This is a double blind Phase III study where eligible subjects are randomized into two
treatment arms following the SOC primary treatment with chemoradiation: Arm 1 will receive
ICT-107 in combination with the standard of care, temozolomide (TMZ), Arm 2 will receive TMZ
with a blinded control. A 1:1 randomization will be employed, where ARM 1 will receive
ICT-107 and Arm 2 will receive placebo control. All subjects must be HLA-A2+. All subjects
must have glioblastoma tissue that has tumor assessment for MGMT methylation status prior to
randomization (for stratification). Subjects will have had tumor resection and magnetic
resonance imaging (MRI) prior to enrollment into the study. After signing of written
informed consent and any required privacy compliance forms and screening, enrolled subjects
will undergo large volume apheresis at the study site for collection of PBMCs. Apheresis
product will be sent to the manufacturing site where both active therapy (ICT-107) and
control will be prepared for each subject prior to randomization The study period consists
of 4 time periods; a 6-week Post-Surgery Standard of Care Treatment Phase where subjects
receive radiotherapy and TMZ; TMZ and radiation to be initiated no more than 8 weeks after
surgical resection of glioblastoma; a Rest Period of no more than 14 days where subjects are
reassessed for eligibility, and then randomized; a 4 week Induction Phase where study
therapy (ICT-107 or Control) is given weekly; followed by a Maintenance Phase where study
therapy is given monthly for 11 months, and then every 6 months until either progression,
withdrawal from the study, death, or the supply of autologous study therapy is exhausted.
Randomized subjects will receive 4 weekly administrations of subject-specific study therapy
(ICT-107 or Control) during the Induction Phase. No TMZ will be given during the 4 week
Induction Phase. Each study therapy injection will be delivered intradermally (axilla).

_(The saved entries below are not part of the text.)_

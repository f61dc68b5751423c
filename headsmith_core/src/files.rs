use std::path::Path;
use std::path::PathBuf;

use ignore::WalkBuilder;

use crate::HeaderContext;
use crate::HeaderResult;
use crate::document::PLAIN_TEXT;
use crate::document::TextDocument;
use crate::lifecycle::HeaderLifecycle;
use crate::lifecycle::LifecycleOutcome;
use crate::lifecycle::Operation;
use crate::locator::LocateOutcome;

/// The result of running the lifecycle on a file read from disk.
#[derive(Debug)]
pub struct FileRun {
	pub path: PathBuf,
	pub outcome: LifecycleOutcome,
	/// File content before the run.
	pub original: String,
	/// File content after the run.
	pub updated: String,
}

impl FileRun {
	pub fn changed(&self) -> bool {
		self.original != self.updated
	}

	/// Write the updated content back to disk when it changed.
	pub fn write(&self) -> HeaderResult<()> {
		if self.changed() {
			std::fs::write(&self.path, &self.updated)?;
		}
		Ok(())
	}
}

fn open_document(path: &Path, language_id: Option<&str>) -> HeaderResult<TextDocument> {
	let language_id = language_id.unwrap_or(PLAIN_TEXT);
	Ok(TextDocument::open(path)?.with_language_id(Some(language_id)))
}

/// Run `operation` on the file at `path` without writing the result.
///
/// Without an explicit `language_id` the comment style is resolved from the
/// file extension.
pub fn run_file(
	ctx: &HeaderContext<'_>,
	path: &Path,
	operation: Operation,
	language_id: Option<&str>,
) -> HeaderResult<FileRun> {
	let mut document = open_document(path, language_id)?;
	let original = document.text();
	let outcome = HeaderLifecycle::new(ctx).run(&mut document, operation);

	Ok(FileRun {
		path: path.to_path_buf(),
		outcome,
		original,
		updated: document.text(),
	})
}

/// Classify the file at `path` without editing it.
pub fn detect_file(
	ctx: &HeaderContext<'_>,
	path: &Path,
	language_id: Option<&str>,
) -> HeaderResult<LocateOutcome> {
	let document = open_document(path, language_id)?;
	HeaderLifecycle::new(ctx).detect(&document)
}

/// Expand `paths` into the files headers apply to.
///
/// Files named explicitly are kept whatever their extension. Directories are
/// walked with `.gitignore` support and only yield files whose extension has
/// a comment rule. Excluded files are dropped in both cases.
pub fn discover_files(
	ctx: &HeaderContext<'_>,
	root: &Path,
	paths: &[PathBuf],
) -> HeaderResult<Vec<PathBuf>> {
	let mut files = Vec::new();

	for path in paths {
		let path = if path.is_absolute() {
			path.clone()
		} else {
			root.join(path)
		};

		if path.is_file() {
			if !ctx.exclusions.is_excluded(&path) {
				files.push(path);
			}
			continue;
		}

		for entry in WalkBuilder::new(&path).hidden(true).build() {
			let entry = entry.map_err(|e| std::io::Error::other(e.to_string()))?;
			let candidate = entry.path();
			if !entry.file_type().is_some_and(|kind| kind.is_file()) {
				continue;
			}
			if ctx.exclusions.is_excluded(candidate) {
				continue;
			}
			let has_rule = candidate
				.extension()
				.and_then(|ext| ext.to_str())
				.is_some_and(|ext| ctx.rules.find(PLAIN_TEXT, Some(ext)).is_some());
			if has_rule {
				files.push(candidate.to_path_buf());
			}
		}
	}

	files.sort();
	files.dedup();
	Ok(files)
}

The Maintenance Phase will consist of administration of subject-specific study therapy
monthly for 11 months after the Induction Phase (for a total of 15 injections over 12 months
during the Induction and Maintenance Phases), and then every 6 mos. thereafter until
depletion or confirmation of progressive disease (PD). During the Maintenance Phase (where
ICT-107 or control are given monthly), the administration of TMZ and subject specific study
therapy or control will be separated in time by approximately 2 weeks (see Section 9.1.4).
Pre-treatment, treatment and assessment schedules will be the same for all subjects.
1. Subjects must understand and sign the study specific informed consent
2. Subjects must be in primary remission
3. Subjects should have < 1 cm3 disease by MRI within the previous 4 weeks as defined by
iRANO (by central read)
4. Subjects must be HLA-A2 positive by central lab
5. Subjects must have adequate renal, hepatic and bone marrow function based on
screening laboratory assessments. Baseline hematologic studies and chemistry and
coagulation profiles must meet the following criteria:
1. Hemoglobin (Hgb) > 8 g/dL
2. Absolute Neutrophil Count (ANC) > 1000/mm3
3. Platelet count > 100,000/mm3
4. Blood Urea Nitrogen (BUN) < 30 mg/dL
5. Creatinine < 2 mg/dL
6. Alkaline Phosphatase (ALP), Aspartate Aminotransferase (AST) and Alanine
Aminotransferase (ALT) < 2 x upper limit of normal (ULN)
7. Prothrombin Time (PT) and activated partial thromboplastin time (PTT) 1.6x
unless therapeutically warranted
6. Subjects must use effective contraceptive methods during the study and for three
months following the last dose of study product, if of reproductive age and still
retain fertility potential.
7. Subjects must have at least one positive DTH skin response (more than 5 mm) to test
item challenge prior to randomization.
1. Subjects receiving investigational study drug for any indication or
immunological-based treatment for any reason (Filgrastim may be used for prevention
of severe neutropenia).
2. Subjects with glioblastoma mutated IDH by Immunohistochemistry (IHC)
3. Subjects with concurrent conditions that would jeopardize the safety of the subject
or compliance with the protocol.
4. Subjects with a history of chronic or acute hepatitis C or B infection.
5. Subjects require or are likely to require more than a 2-week course of
corticosteroids for intercurrent illness. Subjects must have completed the course of
corticosteroids at the time of apheresis to meet eligibility.
6. Subjects have any acute infection that requires specific therapy. Acute therapy must
have been completed within seven days prior to study enrollment.
7. Subjects with active malignancy diagnosed in the past 3 years (excepting in situ
8. Subjects known to be pregnant or nursing.